In 2017 and 2018, AIA state components and chapters in Arizona, California, New Mexico, and Texas wrote resolutions and letters with the support of their boards of directors opposing a border wall and questioning its cost-benefit relative to infrastructure projects all over the country that they deem higher-priority.

Avoiding the partisanship of immigration policies and border security, the AIA state components and chapters in Arizona, California, New Mexico, and Texas focused instead on areas that underscore the architect’s expertise: programming, design analysis, environmental impact assessments, and community engagement as they relate to infrastructure at different scales.

Robert Miller, AIA, 2018 president of AIA Arizona, led the charge in drafting a template articulating his component’s concerns, which he shared with AIA chapters in Arizona and, ultimately, components in Texas, California, and New Mexico. Keeping the AIA Code of Ethics at the forefront, Miller says, helped him conceptualize the statement as something that members could support outside the context of their own partisan views. Arizona, Texas, and New Mexico have submitted statements to their respective Congressional delegations, while California plans to do so in the near future.

“It seemed like a no-brainer to propose alternate infrastructure, brick-and-mortar projects, even some shovel-ready projects as opposed to the border wall itself.” – Steven Alano, AIA, 2018 president of AIA New Mexico

“We are now trying to make a broader case to the public about the issues,” says Miller. He emphasizes the porousness of culture and commerce in southern Arizona border towns, a sentiment echoed by Nicki Dennis Stephens, Hon. AIA, executive vice president of AIA California Council (AIACC).

“We do have members who work in Mexico,” Stephens says. “Any of those border towns in California have a culture of a free and open border, and there’s a lot of migration and interaction that happens.”

Each resolution takes the stance that any proposed taxpayer funds allocated to the wall construction may be better spent on a bevy of other projects benefiting the public interest, such as the repair of existing roads and bridges, technology to curb illegal activity, construction of new public schools, and investment in a nationwide grid.

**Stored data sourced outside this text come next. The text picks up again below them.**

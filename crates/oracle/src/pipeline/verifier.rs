use crate::{Error, Result, ledger::resolver::NetworkHandle};
use alloy::primitives::{Address, B256, U256, b256};

/// keccak256("Transfer(address,address,uint256)")
const TRANSFER_TOPIC: B256 =
    b256!("ddf252ad1be2c89b69c2b068fc378daa952ba7f163c4a11628f55a4df523b3ef");

/// Ledger-verified offering fact, owned by one settlement run.
#[derive(Debug, Clone, Copy)]
pub struct Offering {
    pub from: Address,
    pub value: U256,
}

/// Ledger-verified reward-token transfer backing a boost.
#[derive(Debug, Clone, Copy)]
pub struct BoostTransfer {
    pub from: Address,
    pub token_amount: U256,
}

/// Fetch and validate the offering: receipt must report success and the
/// recipient must be this network's treasury. Address equality is over
/// canonical bytes, which subsumes the case-insensitive compare.
pub async fn verify_offering(network: &NetworkHandle, hash: B256) -> Result<Offering> {
    let hash_str = format!("{hash:#x}");

    let receipt = network
        .client
        .get_receipt(hash)
        .await?
        .ok_or_else(|| Error::TransactionNotFound(hash_str.clone()))?;
    if !receipt.success {
        return Err(Error::TransactionUnconfirmed(hash_str));
    }

    let tx = network
        .client
        .get_transaction(hash)
        .await?
        .ok_or_else(|| Error::TransactionNotFound(hash_str.clone()))?;
    if tx.to != Some(network.treasury()) {
        return Err(Error::WrongRecipient(hash_str));
    }

    Ok(Offering {
        from: tx.from,
        value: tx.value,
    })
}

/// Same receipt contract as the offering, plus: the boost must come from the
/// offering sender and its receipt must carry a reward-token Transfer log to
/// the treasury.
pub async fn verify_boost(
    network: &NetworkHandle,
    hash: B256,
    offering_sender: Address,
) -> Result<BoostTransfer> {
    let hash_str = format!("{hash:#x}");

    let token = network
        .boost_token()
        .ok_or_else(|| Error::MissingTokenTransfer(hash_str.clone()))?;

    let receipt = network
        .client
        .get_receipt(hash)
        .await?
        .ok_or_else(|| Error::TransactionNotFound(hash_str.clone()))?;
    if !receipt.success {
        return Err(Error::TransactionUnconfirmed(hash_str));
    }

    let tx = network
        .client
        .get_transaction(hash)
        .await?
        .ok_or_else(|| Error::TransactionNotFound(hash_str.clone()))?;
    if tx.from != offering_sender {
        return Err(Error::SenderMismatch(hash_str));
    }

    let token_amount = receipt
        .logs
        .iter()
        .find_map(|log| {
            if log.address != token
                || log.topics.len() < 3
                || log.topics[0] != TRANSFER_TOPIC
                || Address::from_word(log.topics[2]) != network.treasury()
                || log.data.len() < 32
            {
                return None;
            }
            Some(U256::from_be_slice(&log.data[..32]))
        })
        .ok_or(Error::MissingTokenTransfer(hash_str))?;

    Ok(BoostTransfer {
        from: tx.from,
        token_amount,
    })
}

#[cfg(test)]
mod tests {
    use super::*;
    use crate::{
        ledger::{LogEntry, MockLedgerRpc, TxBody, TxReceipt},
        settings::NetworkSettings,
    };
    use std::sync::Arc;

    const TREASURY: &str = "0x00000000000000000000000000000000000088a8";
    const TOKEN: &str = "0x0000000000000000000000000000000000000f00";

    fn network(client: MockLedgerRpc) -> NetworkHandle {
        NetworkHandle::new(
            NetworkSettings {
                name: "monad".to_string(),
                rpc_url: "https://rpc.example.org".to_string(),
                chain_id: 143,
                treasury_address: TREASURY.to_string(),
                explorer_url: "https://explorer.example.org".to_string(),
                min_offering: "0.8".to_string(),
                currency: "MON".to_string(),
                signer_key: None,
                boost_token: Some(TOKEN.to_string()),
            },
            Arc::new(client),
        )
        .unwrap()
    }

    fn hash() -> B256 {
        B256::repeat_byte(0x11)
    }

    fn sender() -> Address {
        Address::repeat_byte(0x22)
    }

    fn transfer_log(token: &str, to: Address, amount: U256) -> LogEntry {
        LogEntry {
            address: token.parse().unwrap(),
            topics: vec![
                TRANSFER_TOPIC,
                sender().into_word(),
                to.into_word(),
            ],
            data: amount.to_be_bytes::<32>().to_vec(),
        }
    }

    #[tokio::test]
    async fn offering_requires_successful_receipt() {
        let mut client = MockLedgerRpc::new();
        client.expect_get_receipt().returning(|_| {
            Ok(Some(TxReceipt {
                success: false,
                logs: vec![],
            }))
        });
        let network = network(client);

        let err = verify_offering(&network, hash()).await.unwrap_err();
        assert!(matches!(err, Error::TransactionUnconfirmed(_)));
    }

    #[tokio::test]
    async fn offering_requires_treasury_recipient() {
        let mut client = MockLedgerRpc::new();
        client.expect_get_receipt().returning(|_| {
            Ok(Some(TxReceipt {
                success: true,
                logs: vec![],
            }))
        });
        client.expect_get_transaction().returning(|_| {
            Ok(Some(TxBody {
                from: sender(),
                to: Some(Address::repeat_byte(0x99)),
                value: U256::from(8u64),
            }))
        });
        let network = network(client);

        let err = verify_offering(&network, hash()).await.unwrap_err();
        assert!(matches!(err, Error::WrongRecipient(_)));
    }

    #[tokio::test]
    async fn offering_accepts_valid_transaction() {
        let mut client = MockLedgerRpc::new();
        client.expect_get_receipt().returning(|_| {
            Ok(Some(TxReceipt {
                success: true,
                logs: vec![],
            }))
        });
        client.expect_get_transaction().returning(|_| {
            Ok(Some(TxBody {
                from: sender(),
                to: Some(TREASURY.parse().unwrap()),
                value: U256::from(8u64),
            }))
        });
        let network = network(client);

        let offering = verify_offering(&network, hash()).await.unwrap();
        assert_eq!(offering.from, sender());
        assert_eq!(offering.value, U256::from(8u64));
    }

    #[tokio::test]
    async fn boost_rejects_foreign_sender() {
        let mut client = MockLedgerRpc::new();
        client.expect_get_receipt().returning(|_| {
            Ok(Some(TxReceipt {
                success: true,
                logs: vec![],
            }))
        });
        client.expect_get_transaction().returning(|_| {
            Ok(Some(TxBody {
                from: Address::repeat_byte(0x33),
                to: Some(TOKEN.parse().unwrap()),
                value: U256::ZERO,
            }))
        });
        let network = network(client);

        let err = verify_boost(&network, hash(), sender()).await.unwrap_err();
        assert!(matches!(err, Error::SenderMismatch(_)));
    }

    #[tokio::test]
    async fn boost_extracts_token_transfer_to_treasury() {
        let treasury: Address = TREASURY.parse().unwrap();
        let amount = U256::from(1_000u64);
        let mut client = MockLedgerRpc::new();
        client.expect_get_receipt().returning(move |_| {
            Ok(Some(TxReceipt {
                success: true,
                logs: vec![
                    // Unrelated log from another contract first
                    transfer_log("0x0000000000000000000000000000000000000bad", treasury, amount),
                    transfer_log(TOKEN, treasury, amount),
                ],
            }))
        });
        client.expect_get_transaction().returning(|_| {
            Ok(Some(TxBody {
                from: sender(),
                to: Some(TOKEN.parse().unwrap()),
                value: U256::ZERO,
            }))
        });
        let network = network(client);

        let boost = verify_boost(&network, hash(), sender()).await.unwrap();
        assert_eq!(boost.token_amount, amount);
    }

    #[tokio::test]
    async fn boost_without_matching_transfer_is_rejected() {
        let amount = U256::from(1_000u64);
        let mut client = MockLedgerRpc::new();
        client.expect_get_receipt().returning(move |_| {
            Ok(Some(TxReceipt {
                success: true,
                logs: vec![transfer_log(TOKEN, Address::repeat_byte(0x44), amount)],
            }))
        });
        client.expect_get_transaction().returning(|_| {
            Ok(Some(TxBody {
                from: sender(),
                to: Some(TOKEN.parse().unwrap()),
                value: U256::ZERO,
            }))
        });
        let network = network(client);

        let err = verify_boost(&network, hash(), sender()).await.unwrap_err();
        assert!(matches!(err, Error::MissingTokenTransfer(_)));
    }
}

“It seemed like a no-brainer to propose alternate infrastructure, brick-and-mortar projects, even some shovel-ready projects as opposed to the border wall itself,” says Steven Alano, AIA, 2018 president of AIA New Mexico.

The 1,933 miles of the US border with Mexico cuts through a variety of environmentally and culturally sensitive regions, including Native American reservations; private land; rivers, reservoirs, and streams; and federally protected public lands and national parks. A wall, argues Alano and others, would divide and disrupt the surrounding landscape in unprecedented ways. The Texas Society of Architects (TxA) calls the wall a potential ecological and economic disaster as it pertains to geography and agriculture in the Lone Star State.

“We think that with everything we do, we have an obligation to protect our environment,” says Paul Dennehy, AIA, 2017 president of the Texas Society of Architects. Texas, more so than the other border states, has natural boundaries like the Rio Grande that would pose challenges to wall construction.  “When you look at the Big Bend region of Texas, it’s just one of the most beautiful national parks, you’re crazy to put a wall there,” Dennehy says.

Stephens echoes Dennehy’s concerns. “Whether you believe in the wall or not, you’ve got to wonder what the larger environmental impacts are going to be with constructing something like this,” Stephens says. “I’m not sure we can foresee all of those now.”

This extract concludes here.